**Task brief**:
Reproduce the data in its entirety, exactly as supplied.

**Entries shown**:
↓↓↓
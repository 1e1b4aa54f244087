//! Tracy profiler hookup for headless runs.
//!
//! Apps using `LogPlugin` get spans forwarded by bevy's own tracy support;
//! call [`init_tracy`] only when no global subscriber is installed.

use tracing_subscriber::layer::SubscriberExt;

pub fn init_tracy() {
  let subscriber = tracing_subscriber::registry().with(tracing_tracy::TracyLayer::default());
  if tracing::subscriber::set_global_default(subscriber).is_err() {
    bevy::log::warn!("Tracy not initialized: a global tracing subscriber is already set");
  }
}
↑↑↑
**Completed exercise**:
repository 1e1b4aa54f244087
//! Tracy profiler hookup for headless runs.
//!
//! Apps using `LogPlugin` get spans forwarded by bevy's own tracy support;
//! call [`init_tracy`] only when no global subscriber is installed.

use tracing_subscriber::layer::SubscriberExt;

pub fn init_tracy() {
  let subscriber = tracing_subscriber::registry().with(tracing_tracy::TracyLayer::default());
  if tracing::subscriber::set_global_default(subscriber).is_err() {
    bevy::log::warn!("Tracy not initialized: a global tracing subscriber is already set");
  }
}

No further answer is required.